:: WORK ITEM ::
Could you return all of the listing below exactly, please?

────────────────

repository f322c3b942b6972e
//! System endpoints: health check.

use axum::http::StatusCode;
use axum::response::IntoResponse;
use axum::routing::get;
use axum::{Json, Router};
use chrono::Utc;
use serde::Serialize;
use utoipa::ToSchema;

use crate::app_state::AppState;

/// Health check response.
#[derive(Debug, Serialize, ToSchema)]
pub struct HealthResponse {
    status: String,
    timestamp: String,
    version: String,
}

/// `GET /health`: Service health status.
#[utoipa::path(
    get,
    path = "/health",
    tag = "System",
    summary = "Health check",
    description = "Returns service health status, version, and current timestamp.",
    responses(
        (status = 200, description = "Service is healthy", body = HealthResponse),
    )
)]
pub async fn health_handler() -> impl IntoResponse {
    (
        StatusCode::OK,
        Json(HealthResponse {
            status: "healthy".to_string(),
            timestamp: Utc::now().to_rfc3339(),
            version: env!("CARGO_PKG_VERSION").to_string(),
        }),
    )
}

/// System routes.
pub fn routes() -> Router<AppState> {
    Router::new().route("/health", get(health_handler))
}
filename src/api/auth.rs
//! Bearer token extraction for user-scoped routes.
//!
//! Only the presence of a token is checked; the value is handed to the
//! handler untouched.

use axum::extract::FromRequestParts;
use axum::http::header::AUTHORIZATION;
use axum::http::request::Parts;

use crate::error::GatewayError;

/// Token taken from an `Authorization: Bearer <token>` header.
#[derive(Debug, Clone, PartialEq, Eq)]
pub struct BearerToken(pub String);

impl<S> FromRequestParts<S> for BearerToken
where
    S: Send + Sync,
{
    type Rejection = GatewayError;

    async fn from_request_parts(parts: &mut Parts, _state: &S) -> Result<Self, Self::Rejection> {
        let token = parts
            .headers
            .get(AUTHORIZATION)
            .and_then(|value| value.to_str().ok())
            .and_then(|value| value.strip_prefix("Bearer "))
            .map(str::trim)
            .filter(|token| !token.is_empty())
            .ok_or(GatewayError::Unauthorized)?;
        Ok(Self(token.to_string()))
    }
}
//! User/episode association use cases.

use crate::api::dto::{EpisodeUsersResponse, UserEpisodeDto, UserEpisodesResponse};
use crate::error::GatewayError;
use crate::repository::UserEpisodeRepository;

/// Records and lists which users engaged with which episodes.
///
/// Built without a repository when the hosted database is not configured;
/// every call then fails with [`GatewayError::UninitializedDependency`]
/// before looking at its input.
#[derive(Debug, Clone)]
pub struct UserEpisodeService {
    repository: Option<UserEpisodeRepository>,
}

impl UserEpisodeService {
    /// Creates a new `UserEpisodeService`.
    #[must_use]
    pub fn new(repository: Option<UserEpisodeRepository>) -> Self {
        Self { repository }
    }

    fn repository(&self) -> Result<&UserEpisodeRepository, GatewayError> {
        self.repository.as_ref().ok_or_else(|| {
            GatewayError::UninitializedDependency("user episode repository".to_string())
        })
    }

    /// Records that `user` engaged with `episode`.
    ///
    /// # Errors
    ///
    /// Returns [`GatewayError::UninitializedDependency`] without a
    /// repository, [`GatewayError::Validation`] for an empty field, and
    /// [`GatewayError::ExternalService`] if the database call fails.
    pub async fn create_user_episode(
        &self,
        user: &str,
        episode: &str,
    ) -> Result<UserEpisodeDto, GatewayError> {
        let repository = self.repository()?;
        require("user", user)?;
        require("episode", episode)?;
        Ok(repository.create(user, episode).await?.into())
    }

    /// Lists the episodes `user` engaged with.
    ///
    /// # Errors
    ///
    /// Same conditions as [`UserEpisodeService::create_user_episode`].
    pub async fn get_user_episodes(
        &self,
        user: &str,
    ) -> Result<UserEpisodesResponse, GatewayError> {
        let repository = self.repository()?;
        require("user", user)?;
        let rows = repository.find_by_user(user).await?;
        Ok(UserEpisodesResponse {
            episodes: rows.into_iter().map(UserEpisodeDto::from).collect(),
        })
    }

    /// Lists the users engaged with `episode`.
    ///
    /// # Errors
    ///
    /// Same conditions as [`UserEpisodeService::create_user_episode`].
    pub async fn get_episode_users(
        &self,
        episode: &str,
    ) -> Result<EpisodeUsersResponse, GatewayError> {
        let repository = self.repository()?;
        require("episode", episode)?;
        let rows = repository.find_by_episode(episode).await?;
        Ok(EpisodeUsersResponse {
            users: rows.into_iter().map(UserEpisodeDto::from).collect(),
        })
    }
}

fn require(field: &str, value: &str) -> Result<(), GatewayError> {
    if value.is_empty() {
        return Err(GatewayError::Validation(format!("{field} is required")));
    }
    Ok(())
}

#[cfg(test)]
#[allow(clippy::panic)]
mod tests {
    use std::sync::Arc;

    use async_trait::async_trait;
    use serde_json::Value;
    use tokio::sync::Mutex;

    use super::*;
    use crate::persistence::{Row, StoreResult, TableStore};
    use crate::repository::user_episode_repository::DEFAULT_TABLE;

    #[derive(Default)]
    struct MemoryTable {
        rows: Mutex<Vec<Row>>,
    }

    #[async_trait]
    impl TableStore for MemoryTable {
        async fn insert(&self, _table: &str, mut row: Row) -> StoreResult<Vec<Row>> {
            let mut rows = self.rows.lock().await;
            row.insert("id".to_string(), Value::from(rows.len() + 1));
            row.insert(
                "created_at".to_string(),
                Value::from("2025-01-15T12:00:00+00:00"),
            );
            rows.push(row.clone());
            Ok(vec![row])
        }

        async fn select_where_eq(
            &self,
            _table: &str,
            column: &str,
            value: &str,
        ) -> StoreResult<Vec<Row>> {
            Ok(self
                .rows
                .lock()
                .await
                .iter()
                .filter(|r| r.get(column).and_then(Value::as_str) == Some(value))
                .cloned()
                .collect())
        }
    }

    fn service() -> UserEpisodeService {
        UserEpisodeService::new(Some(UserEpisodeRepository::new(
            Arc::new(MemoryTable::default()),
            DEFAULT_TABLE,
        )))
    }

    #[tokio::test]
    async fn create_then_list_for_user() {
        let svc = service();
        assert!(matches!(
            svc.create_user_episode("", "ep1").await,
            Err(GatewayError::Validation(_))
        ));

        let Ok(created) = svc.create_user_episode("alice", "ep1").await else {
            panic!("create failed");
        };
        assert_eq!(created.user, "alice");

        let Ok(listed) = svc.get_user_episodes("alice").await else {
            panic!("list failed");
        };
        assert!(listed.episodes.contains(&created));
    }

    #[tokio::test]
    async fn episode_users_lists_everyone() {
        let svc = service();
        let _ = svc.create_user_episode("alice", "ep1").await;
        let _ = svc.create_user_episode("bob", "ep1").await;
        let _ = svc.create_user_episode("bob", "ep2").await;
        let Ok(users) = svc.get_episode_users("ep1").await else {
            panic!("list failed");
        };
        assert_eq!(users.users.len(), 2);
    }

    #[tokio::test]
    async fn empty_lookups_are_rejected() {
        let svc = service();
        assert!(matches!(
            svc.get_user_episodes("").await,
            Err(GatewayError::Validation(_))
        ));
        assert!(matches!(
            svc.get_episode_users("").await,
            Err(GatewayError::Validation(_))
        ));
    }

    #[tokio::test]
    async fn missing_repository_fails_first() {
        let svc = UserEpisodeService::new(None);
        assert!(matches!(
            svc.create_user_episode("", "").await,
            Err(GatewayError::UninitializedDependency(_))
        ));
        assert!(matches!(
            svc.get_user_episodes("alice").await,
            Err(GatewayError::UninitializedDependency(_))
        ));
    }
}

────────────────

:: YOUR SOLUTION ::
repository f322c3b942b6972e
//! System endpoints: health check.

use axum::http::StatusCode;
use axum::response::IntoResponse;
use axum::routing::get;
use axum::{Json, Router};
use chrono::Utc;
use serde::Serialize;
use utoipa::ToSchema;

use crate::app_state::AppState;

/// Health check response.
#[derive(Debug, Serialize, ToSchema)]
pub struct HealthResponse {
    status: String,
    timestamp: String,
    version: String,
}

/// `GET /health`: Service health status.
#[utoipa::path(
    get,
    path = "/health",
    tag = "System",
    summary = "Health check",
    description = "Returns service health status, version, and current timestamp.",
    responses(
        (status = 200, description = "Service is healthy", body = HealthResponse),
    )
)]
pub async fn health_handler() -> impl IntoResponse {
    (
        StatusCode::OK,
        Json(HealthResponse {
            status: "healthy".to_string(),
            timestamp: Utc::now().to_rfc3339(),
            version: env!("CARGO_PKG_VERSION").to_string(),
        }),
    )
}

/// System routes.
pub fn routes() -> Router<AppState> {
    Router::new().route("/health", get(health_handler))
}
filename src/api/auth.rs
//! Bearer token extraction for user-scoped routes.
//!
//! Only the presence of a token is checked; the value is handed to the
//! handler untouched.

use axum::extract::FromRequestParts;
use axum::http::header::AUTHORIZATION;
use axum::http::request::Parts;

use crate::error::GatewayError;

/// Token taken from an `Authorization: Bearer <token>` header.
#[derive(Debug, Clone, PartialEq, Eq)]
pub struct BearerToken(pub String);

impl<S> FromRequestParts<S> for BearerToken
where
    S: Send + Sync,
{
    type Rejection = GatewayError;

    async fn from_request_parts(parts: &mut Parts, _state: &S) -> Result<Self, Self::Rejection> {
        let token = parts
            .headers
            .get(AUTHORIZATION)
            .and_then(|value| value.to_str().ok())
            .and_then(|value| value.strip_prefix("Bearer "))
            .map(str::trim)
            .filter(|token| !token.is_empty())
            .ok_or(GatewayError::Unauthorized)?;
        Ok(Self(token.to_string()))
    }
}
//! User/episode association use cases.

use crate::api::dto::{EpisodeUsersResponse, UserEpisodeDto, UserEpisodesResponse};
use crate::error::GatewayError;
use crate::repository::UserEpisodeRepository;

/// Records and lists which users engaged with which episodes.
///
/// Built without a repository when the hosted database is not configured;
/// every call then fails with [`GatewayError::UninitializedDependency`]
/// before looking at its input.
#[derive(Debug, Clone)]
pub struct UserEpisodeService {
    repository: Option<UserEpisodeRepository>,
}

impl UserEpisodeService {
    /// Creates a new `UserEpisodeService`.
    #[must_use]
    pub fn new(repository: Option<UserEpisodeRepository>) -> Self {
        Self { repository }
    }

    fn repository(&self) -> Result<&UserEpisodeRepository, GatewayError> {
        self.repository.as_ref().ok_or_else(|| {
            GatewayError::UninitializedDependency("user episode repository".to_string())
        })
    }

    /// Records that `user` engaged with `episode`.
    ///
    /// # Errors
    ///
    /// Returns [`GatewayError::UninitializedDependency`] without a
    /// repository, [`GatewayError::Validation`] for an empty field, and
    /// [`GatewayError::ExternalService`] if the database call fails.
    pub async fn create_user_episode(
        &self,
        user: &str,
        episode: &str,
    ) -> Result<UserEpisodeDto, GatewayError> {
        let repository = self.repository()?;
        require("user", user)?;
        require("episode", episode)?;
        Ok(repository.create(user, episode).await?.into())
    }

    /// Lists the episodes `user` engaged with.
    ///
    /// # Errors
    ///
    /// Same conditions as [`UserEpisodeService::create_user_episode`].
    pub async fn get_user_episodes(
        &self,
        user: &str,
    ) -> Result<UserEpisodesResponse, GatewayError> {
        let repository = self.repository()?;
        require("user", user)?;
        let rows = repository.find_by_user(user).await?;
        Ok(UserEpisodesResponse {
            episodes: rows.into_iter().map(UserEpisodeDto::from).collect(),
        })
    }

    /// Lists the users engaged with `episode`.
    ///
    /// # Errors
    ///
    /// Same conditions as [`UserEpisodeService::create_user_episode`].
    pub async fn get_episode_users(
        &self,
        episode: &str,
    ) -> Result<EpisodeUsersResponse, GatewayError> {
        let repository = self.repository()?;
        require("episode", episode)?;
        let rows = repository.find_by_episode(episode).await?;
        Ok(EpisodeUsersResponse {
            users: rows.into_iter().map(UserEpisodeDto::from).collect(),
        })
    }
}

fn require(field: &str, value: &str) -> Result<(), GatewayError> {
    if value.is_empty() {
        return Err(GatewayError::Validation(format!("{field} is required")));
    }
    Ok(())
}

#[cfg(test)]
#[allow(clippy::panic)]
mod tests {
    use std::sync::Arc;

    use async_trait::async_trait;
    use serde_json::Value;
    use tokio::sync::Mutex;

    use super::*;
    use crate::persistence::{Row, StoreResult, TableStore};
    use crate::repository::user_episode_repository::DEFAULT_TABLE;

    #[derive(Default)]
    struct MemoryTable {
        rows: Mutex<Vec<Row>>,
    }

    #[async_trait]
    impl TableStore for MemoryTable {
        async fn insert(&self, _table: &str, mut row: Row) -> StoreResult<Vec<Row>> {
            let mut rows = self.rows.lock().await;
            row.insert("id".to_string(), Value::from(rows.len() + 1));
            row.insert(
                "created_at".to_string(),
                Value::from("2025-01-15T12:00:00+00:00"),
            );
            rows.push(row.clone());
            Ok(vec![row])
        }

        async fn select_where_eq(
            &self,
            _table: &str,
            column: &str,
            value: &str,
        ) -> StoreResult<Vec<Row>> {
            Ok(self
                .rows
                .lock()
                .await
                .iter()
                .filter(|r| r.get(column).and_then(Value::as_str) == Some(value))
                .cloned()
                .collect())
        }
    }

    fn service() -> UserEpisodeService {
        UserEpisodeService::new(Some(UserEpisodeRepository::new(
            Arc::new(MemoryTable::default()),
            DEFAULT_TABLE,
        )))
    }

    #[tokio::test]
    async fn create_then_list_for_user() {
        let svc = service();
        assert!(matches!(
            svc.create_user_episode("", "ep1").await,
            Err(GatewayError::Validation(_))
        ));

        let Ok(created) = svc.create_user_episode("alice", "ep1").await else {
            panic!("create failed");
        };
        assert_eq!(created.user, "alice");

        let Ok(listed) = svc.get_user_episodes("alice").await else {
            panic!("list failed");
        };
        assert!(listed.episodes.contains(&created));
    }

    #[tokio::test]
    async fn episode_users_lists_everyone() {
        let svc = service();
        let _ = svc.create_user_episode("alice", "ep1").await;
        let _ = svc.create_user_episode("bob", "ep1").await;
        let _ = svc.create_user_episode("bob", "ep2").await;
        let Ok(users) = svc.get_episode_users("ep1").await else {
            panic!("list failed");
        };
        assert_eq!(users.users.len(), 2);
    }

    #[tokio::test]
    async fn empty_lookups_are_rejected() {
        let svc = service();
        assert!(matches!(
            svc.get_user_episodes("").await,
            Err(GatewayError::Validation(_))
        ));
        assert!(matches!(
            svc.get_episode_users("").await,
            Err(GatewayError::Validation(_))
        ));
    }

    #[tokio::test]
    async fn missing_repository_fails_first() {
        let svc = UserEpisodeService::new(None);
        assert!(matches!(
            svc.create_user_episode("", "").await,
            Err(GatewayError::UninitializedDependency(_))
        ));
        assert!(matches!(
            svc.get_user_episodes("alice").await,
            Err(GatewayError::UninitializedDependency(_))
        ));
    }
}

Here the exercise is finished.